I have an Elasticsearch 8.6.0 instance with some data in it. I have been querying data off it using query string with 130 keywords in the following format:
{
"query": {
"bool": {
"should": [
{
"bool": {
"must": [
{
"query_string": {
"fields": [
"field1.subfield1"
],
"query": '("project manager" | "project management" | "product management" | ....| "product manager")'
}
}
],
"must_not": [
{
"nested": {
"path": "field2",
"query": {
"query_string": {
"fields": [
"field2.subfield1",
"field2.subfield2",
"field2.subfield3",
"field2.subfield4",
"field2.subfield5",
],
"query": '("project manager" | "project management" | "product management" | ....| "product manager")'
}
},
}
}
],
}
},
],
"filter": [],
"must_not": [],
}
},
"size": 100
}
However, the query takes more than 100 ms to finish, between 140-150 ms.
I have been using Elasticsearch 8.6.0.
The number of documents in the index is 560 and each document is around 550 kilobytes. It has 1 shard and 1 replica.
The JVM heap size of the cluster is 4 GiB and the memory of the cluster is 8 GiB with 4 allocated processors, in a Linux environment (Ubuntu 20.04.5 LTS).
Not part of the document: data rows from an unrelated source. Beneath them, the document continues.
//! City routes for trips up to the short threshold.
//!
//! Base travel time is three minutes per kilometre (about 20 km/h).

use crate::domain::{Coordinate, Route, RouteType, TravelMode};

use super::legs::{BRANCH_BUS, EXPRESS_BUS, LegChain, SUBWAY_LINE_2, TRUNK_BUS, apportion, whole};

pub(super) fn short_distance_routes(
    origin: &Coordinate,
    destination: &Coordinate,
    distance_km: f64,
    distance_m: u32,
) -> [Route; 3] {
    let base_mins = whole(distance_km * 3.0);

    [
        recommended(origin, destination, base_mins, distance_m),
        fastest(origin, destination, base_mins, distance_m),
        cheapest(origin, destination, base_mins, distance_m),
    ]
}

/// Subway then a short bus hop.
fn recommended(
    origin: &Coordinate,
    destination: &Coordinate,
    base_mins: u32,
    distance_m: u32,
) -> Route {
    let t = apportion(base_mins, &[0.1, 0.6, 0.2]);
    let m = apportion(distance_m, &[0.05, 0.7, 0.2]);

    let steps = LegChain::new(origin, destination, distance_m)
        .walk(t[0], m[0], "Walk to the subway station", "Subway station")
        .ride(
            TravelMode::Subway,
            SUBWAY_LINE_2,
            t[1],
            m[1],
            "Take Line 2",
            "Transfer stop",
        )
        .ride(
            TravelMode::Bus,
            TRUNK_BUS,
            t[2],
            m[2],
            "Transfer to bus 146",
            "Bus stop",
        )
        .walk_to_destination(t[3], m[3], "Walk to the destination");

    Route::new(
        RouteType::Recommended,
        base_mins,
        1400,
        1,
        distance_m,
        steps,
    )
}

/// Direct express bus.
fn fastest(
    origin: &Coordinate,
    destination: &Coordinate,
    base_mins: u32,
    distance_m: u32,
) -> Route {
    let total = whole(base_mins as f64 * 0.7);
    let t = apportion(total, &[0.2, 0.7]);
    let m = apportion(distance_m, &[0.05, 0.9]);

    let steps = LegChain::new(origin, destination, distance_m)
        .walk(t[0], m[0], "Walk to the bus stop", "Express bus stop")
        .ride(
            TravelMode::Bus,
            EXPRESS_BUS,
            t[1],
            m[1],
            "Take express bus 9401",
            "Bus stop",
        )
        .walk_to_destination(t[2], m[2], "Walk to the destination");

    Route::new(RouteType::Fastest, total, 2500, 0, distance_m, steps)
}

/// Long walk to a trunk bus, then a branch bus.
fn cheapest(
    origin: &Coordinate,
    destination: &Coordinate,
    base_mins: u32,
    distance_m: u32,
) -> Route {
    let total = whole(base_mins as f64 * 1.2);
    let t = apportion(total, &[0.3, 0.4, 0.2]);
    let m = apportion(distance_m, &[0.15, 0.5, 0.3]);

    let steps = LegChain::new(origin, destination, distance_m)
        .walk(t[0], m[0], "Walk to the trunk bus stop", "Trunk bus stop")
        .ride(
            TravelMode::Bus,
            TRUNK_BUS,
            t[1],
            m[1],
            "Take bus 146",
            "Transfer stop",
        )
        .ride(
            TravelMode::Bus,
            BRANCH_BUS,
            t[2],
            m[2],
            "Transfer to bus 7016",
            "Bus stop",
        )
        .walk_to_destination(t[3], m[3], "Walk to the destination");

    Route::new(RouteType::Cheapest, total, 1400, 1, distance_m, steps)
}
The data mapping consists of mostly text fields and a few vector fields. There is one nested data type with various text subfields and a few numeric types, (long and float).
The expectation is the query should finish in less than 100 ms, what could be the causes for such times and any suggestions on improving the query times for these queries?